Katia fit encore quelques enjambées en se demandant par quelle logique absurde elle avait décidé, après deux ans passés à New York, de revenir vivre à Montréal, au lieu d’aller à Rome ou à Barcelone, capitales ensoleillées où il aurait été si simple d’oublier ses problèmes. Trempée et frustrée, elle augmenta la cadence mais, comme pour lui montrer qui était le plus fort, l’orage redoubla d’ardeur. Elle lâcha quelques jurons avant de se réfugier sous le premier porche croisé, hésita un instant en remarquant qu’il s’agissait de la bibliothèque locale, jeta un coup d’œil rapide autour d’elle sans apercevoir d’asile plus accueillant. Alors, sans plus se questionner, elle ouvrit la porte et pénétra à l’intérieur.
Dans le hall d’entrée, Katia se retrouva nez à nez avec une affiche suspendue au-dessus de deux chariots à roulettes garnis de livres, placés bien en évidence entre la poubelle et le bac de recyclage, où l’on annonçait, en gros caractères « LIQUIDATION, 2 POUR 1 $ ». Des romans qui ne trouvaient plus lecteurs avaient été placés là dans une ultime tentative pour leur éviter de finir, à droite ou à gauche, du côté des déchets. La première pensée peu charitable de Katia fut que ces livres ressemblaient à de vieilles putes, condamnées à travailler dans les rues périphériques du Red Light. Dans les allées de la bibliothèque, bien classées, bien traitées : les belles putains, attirantes, jeunes. Dans les chariots à rabais : les oubliées, laides ou syphilitiques, qu’on pouvait s’offrir pour presque rien, mais qu’on ne prenait même pas la peine de regarder. Valait mieux mourir que finir là, se dit la jeune femme en ébouriffant ses cheveux détrempés.

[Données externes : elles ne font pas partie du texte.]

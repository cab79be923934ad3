//! Shared test fixtures: a recording mock surface, a recording progress
//! sink, and synthetic trip builders.

#![allow(dead_code)]

pub mod mock_surface;

use std::sync::atomic::{AtomicUsize, Ordering};
use std::sync::Mutex;

use route_progression::progress::ProgressNotice;
use route_progression::segment::{Coordinate, RouteSegment};
use route_progression::traits::ProgressSink;
use route_progression::trip::{DayPlan, TripDocument};

pub use mock_surface::{DrawCall, MockSurface};

/// Build a synthetic segment for `day`. The `leg` index is folded into the
/// start latitude so every segment gets a distinct route id.
pub fn segment(day: u32, leg: u32) -> RouteSegment {
    let base = 30.0 + day as f64;
    RouteSegment {
        day,
        start: Coordinate { lat: base + leg as f64 * 0.01, lng: 135.0 },
        end: Coordinate { lat: base + 0.5 + leg as f64 * 0.01, lng: 135.5 },
        color: "#3498db".to_string(),
        label: format!("D{day}: leg {leg}"),
    }
}

/// A trip of `total_days` contiguous days with `legs_per_day` segments each
/// and no explicit return route.
pub fn trip(total_days: u32, legs_per_day: u32) -> TripDocument {
    let days = (1..=total_days)
        .map(|day| DayPlan {
            day,
            title: format!("Day {day}"),
            activities: Vec::new(),
        })
        .collect();

    let routes = (1..=total_days)
        .flat_map(|day| (0..legs_per_day).map(move |leg| segment(day, leg)))
        .collect();

    TripDocument {
        days,
        routes,
        return_route: None,
    }
}

/// Route ids of every segment in `trip` with `day <= up_to`, sorted.
pub fn route_ids_up_to(trip: &TripDocument, up_to: u32) -> Vec<String> {
    let mut ids: Vec<String> = trip
        .routes
        .iter()
        .filter(|seg| seg.day <= up_to)
        .map(RouteSegment::route_id)
        .collect();
    ids.sort();
    ids
}

/// Progress sink that records everything it is told.
#[derive(Default)]
pub struct RecordingSink {
    phases: Mutex<Vec<ProgressNotice>>,
    batches: Mutex<Vec<(u8, usize, usize)>>,
    loops_closed: AtomicUsize,
}

impl RecordingSink {
    pub fn new() -> Self {
        Self::default()
    }

    pub fn phases(&self) -> Vec<ProgressNotice> {
        self.phases.lock().expect("sink lock poisoned").clone()
    }

    pub fn batches(&self) -> Vec<(u8, usize, usize)> {
        self.batches.lock().expect("sink lock poisoned").clone()
    }

    pub fn loops_closed(&self) -> usize {
        self.loops_closed.load(Ordering::SeqCst)
    }
}

impl ProgressSink for &RecordingSink {
    fn on_phase(&self, notice: &ProgressNotice) {
        self.phases
            .lock()
            .expect("sink lock poisoned")
            .push(notice.clone());
    }

    fn on_batch(&self, percent: u8, rendered: usize, total: usize) {
        self.batches
            .lock()
            .expect("sink lock poisoned")
            .push((percent, rendered, total));
    }

    fn on_loop_closed(&self) {
        self.loops_closed.fetch_add(1, Ordering::SeqCst);
    }
}
//! Recording mock surface with failure injection and concurrency
//! observation.

use std::collections::HashSet;
use std::sync::atomic::{AtomicBool, AtomicUsize, Ordering};
use std::sync::{Mutex, MutexGuard};
use std::time::Duration;

use route_progression::error::SurfaceError;
use route_progression::segment::{Coordinate, DrawOptions};
use route_progression::traits::RouteSurface;

/// One recorded draw call, in start order.
#[derive(Debug, Clone)]
pub struct DrawCall {
    pub route_id: String,
    pub day: u32,
    pub label: String,
    /// How many draws had fully completed when this one started. Within a
    /// batch this stays constant; it only advances at batch boundaries.
    pub completed_before_start: usize,
}

#[derive(Default)]
pub struct MockSurface {
    calls: Mutex<Vec<DrawCall>>,
    completed: AtomicUsize,
    clear_count: AtomicUsize,
    centered: Mutex<Vec<u32>>,
    visible: AtomicBool,
    /// Route ids whose draw reports `Ok(false)`.
    failing: Mutex<HashSet<String>>,
    /// Route ids whose draw returns `Err`.
    erroring: Mutex<HashSet<String>>,
    delay: Option<Duration>,
}

impl MockSurface {
    pub fn new() -> Self {
        Self {
            visible: AtomicBool::new(true),
            ..Self::default()
        }
    }

    /// A surface whose draws take `delay` to complete, for observing batch
    /// boundaries under tokio's paused clock.
    pub fn with_delay(delay: Duration) -> Self {
        Self {
            delay: Some(delay),
            ..Self::new()
        }
    }

    pub fn fail_route(&self, route_id: &str) {
        self.lock(&self.failing).insert(route_id.to_string());
    }

    pub fn error_route(&self, route_id: &str) {
        self.lock(&self.erroring).insert(route_id.to_string());
    }

    pub fn heal_route(&self, route_id: &str) {
        self.lock(&self.failing).remove(route_id);
        self.lock(&self.erroring).remove(route_id);
    }

    pub fn calls(&self) -> Vec<DrawCall> {
        self.lock(&self.calls).clone()
    }

    pub fn draw_count(&self) -> usize {
        self.lock(&self.calls).len()
    }

    pub fn draws_for(&self, route_id: &str) -> usize {
        self.lock(&self.calls)
            .iter()
            .filter(|call| call.route_id == route_id)
            .count()
    }

    pub fn clear_count(&self) -> usize {
        self.clear_count.load(Ordering::SeqCst)
    }

    pub fn centered_days(&self) -> Vec<u32> {
        self.lock(&self.centered).clone()
    }

    pub fn is_visible(&self) -> bool {
        self.visible.load(Ordering::SeqCst)
    }

    fn lock<'a, T>(&self, mutex: &'a Mutex<T>) -> MutexGuard<'a, T> {
        mutex.lock().expect("mock surface lock poisoned")
    }
}

impl RouteSurface for MockSurface {
    async fn draw_segment(
        &self,
        _start: Coordinate,
        _end: Coordinate,
        options: &DrawOptions,
    ) -> Result<bool, SurfaceError> {
        self.lock(&self.calls).push(DrawCall {
            route_id: options.route_id.clone(),
            day: options.day,
            label: options.label.clone(),
            completed_before_start: self.completed.load(Ordering::SeqCst),
        });

        if let Some(delay) = self.delay {
            tokio::time::sleep(delay).await;
        }
        self.completed.fetch_add(1, Ordering::SeqCst);

        if self.lock(&self.erroring).contains(&options.route_id) {
            return Err(SurfaceError::Draw(format!(
                "injected error for {}",
                options.route_id
            )));
        }
        Ok(!self.lock(&self.failing).contains(&options.route_id))
    }

    fn clear_all(&self) {
        self.clear_count.fetch_add(1, Ordering::SeqCst);
    }

    fn toggle_visibility(&self) {
        self.visible.fetch_xor(true, Ordering::SeqCst);
    }

    fn center_on_day(&self, day: u32) {
        self.lock(&self.centered).push(day);
    }
}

Katia n’avait pas mis les pieds dans une bibliothèque depuis un bon moment, n’étant pas de ces auteurs qui se plaisent à rencontrer des lecteurs sans-le-sou attirés par la possibilité d’un tirage ou d’un café gratuit. Elle n’aimait pas non plus feuilleter des livres publics . Pas qu’elle soit particulièrement dédaigneuse, mais elle avait lu Le Nom de la rose et, de cette lecture qui l’avait ennuyée beaucoup plus que le film, elle avait surtout retenu la fin, où l’on découvre que les moines scripteurs meurent à cause d’un poison répandu sur les pages des manuscrits qu’ils feuillettent toute la journée. Ça l’avait perturbée et, depuis, elle évitait de toucher des œuvres qui avaient été en contact avec la salive d’inconnus – on n’est jamais trop prudent. Quand elle avait envie d’un bon roman, elle le téléchargeait sur sa liseuse ou passait à la librairie, en profitant pour vérifier l’emplacement de ses propres livres, payant toujours comptant pour ne pas devoir présenter sa carte de crédit et risquer d’entendre le caissier demander :
— Excusez-moi mais… Êtes-vous Katia de Luca ? L’écrivaine ?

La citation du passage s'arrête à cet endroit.